▶ _The task_
Out of the lines below, please list those that hold the string "configuration".

● ● ● ● ● ● ●

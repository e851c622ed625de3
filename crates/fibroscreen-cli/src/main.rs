use std::path::PathBuf;

use clap::{Parser, Subcommand};
use eyre::Result;
use tracing_subscriber::EnvFilter;

use fibroscreen_cli::commands::{self, CatalogKind, CompletedAssessment};
use fibroscreen_cli::config::{self, ExportFormat, FibroscreenConfig};
use fibroscreen_cli::form::FormArgs;
use fibroscreen_instruments::instruments::fm2010;

#[derive(Parser)]
#[command(name = "fibroscreen")]
#[command(about = "Fibromyalgia diagnostic criteria questionnaire")]
struct Cli {
    /// Emit logs as JSON
    #[arg(long, global = true)]
    log_json: bool,

    #[command(subcommand)]
    command: Commands,
}

#[derive(Subcommand)]
enum Commands {
    /// Score a questionnaire and print the result
    Assess {
        #[command(flatten)]
        form: FormArgs,
        /// Output printed to stdout
        #[arg(long, value_enum, default_value_t = ExportFormat::Report)]
        format: ExportFormat,
        /// Also write the configured export files
        #[arg(long)]
        export: bool,
        /// Directory for --export, overriding the config
        #[arg(long, value_name = "DIR")]
        export_dir: Option<PathBuf>,
    },
    /// List a questionnaire catalog
    Catalog {
        #[arg(value_enum)]
        kind: CatalogKind,
        /// Instrument to describe for `catalog instrument`
        #[arg(long, default_value = fm2010::ID)]
        id: String,
    },
    /// Check an exported JSON record for range and consistency errors
    Verify {
        file: PathBuf,
    },
    /// Show or change the saved configuration
    Config {
        #[command(subcommand)]
        action: ConfigAction,
    },
}

#[derive(Subcommand)]
enum ConfigAction {
    /// Print the effective configuration
    Show,
    /// Set the directory `assess --export` writes to
    SetExportDir { dir: PathBuf },
    /// Set the formats `assess --export` writes
    SetFormats {
        #[arg(value_enum, required = true)]
        formats: Vec<ExportFormat>,
    },
    /// Use a Tera template for text reports (omit to restore the built-in one)
    SetTemplate { path: Option<PathBuf> },
    /// Delete the saved configuration
    Reset,
}

fn main() -> Result<()> {
    color_eyre::install()?;

    let cli = Cli::parse();

    let filter = EnvFilter::try_from_default_env().unwrap_or_else(|_| EnvFilter::new("info"));
    if cli.log_json {
        tracing_subscriber::fmt()
            .with_env_filter(filter)
            .with_writer(std::io::stderr)
            .json()
            .init();
    } else {
        tracing_subscriber::fmt()
            .with_env_filter(filter)
            .with_writer(std::io::stderr)
            .init();
    }

    match cli.command {
        Commands::Assess {
            form,
            format,
            export,
            export_dir,
        } => {
            let config = config::load_or_default()?;
            let input = form.into_input()?;
            let completed = CompletedAssessment::new(input, jiff::Zoned::now().datetime());

            print!("{}", completed.render(format, &config)?);
            if format == ExportFormat::Json {
                println!();
            }

            if export {
                let dir = export_dir.unwrap_or_else(|| config.export_dir());
                for path in completed.write_exports(&dir, &config)? {
                    eprintln!("wrote {}", path.display());
                }
            }
        }
        Commands::Catalog { kind, id } => {
            print!("{}", commands::catalog_text(kind, &id)?);
        }
        Commands::Verify { file } => {
            let record = commands::verify_file(&file)?;
            println!(
                "{}: OK (assessed {}, WPI {}, SS {}, {})",
                file.display(),
                record.assessment_date,
                record.wpi_score,
                record.total_ss_score,
                if record.meets_diagnostic_criteria {
                    "meets criteria"
                } else {
                    "does not meet criteria"
                }
            );
        }
        Commands::Config { action } => run_config(action)?,
    }

    Ok(())
}

fn run_config(action: ConfigAction) -> Result<()> {
    match action {
        ConfigAction::Show => {
            let config = config::load_or_default()?;
            println!("{}", serde_json::to_string_pretty(&config)?);
        }
        ConfigAction::SetExportDir { dir } => {
            update_config(|config| config.export_dir = Some(dir))?;
        }
        ConfigAction::SetFormats { formats } => {
            update_config(|config| config.export_formats = formats)?;
        }
        ConfigAction::SetTemplate { path } => {
            update_config(|config| config.report_template = path)?;
        }
        ConfigAction::Reset => config::delete_config()?,
    }
    Ok(())
}

fn update_config(change: impl FnOnce(&mut FibroscreenConfig)) -> Result<()> {
    let mut config = config::load_or_default()?;
    change(&mut config);
    config::save_config(&config)?;
    Ok(())
}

● ● ● ● ● ● ●

▶ _Solution to this exercise_
    /// Show or change the saved configuration
    /// Print the effective configuration
    /// Delete the saved configuration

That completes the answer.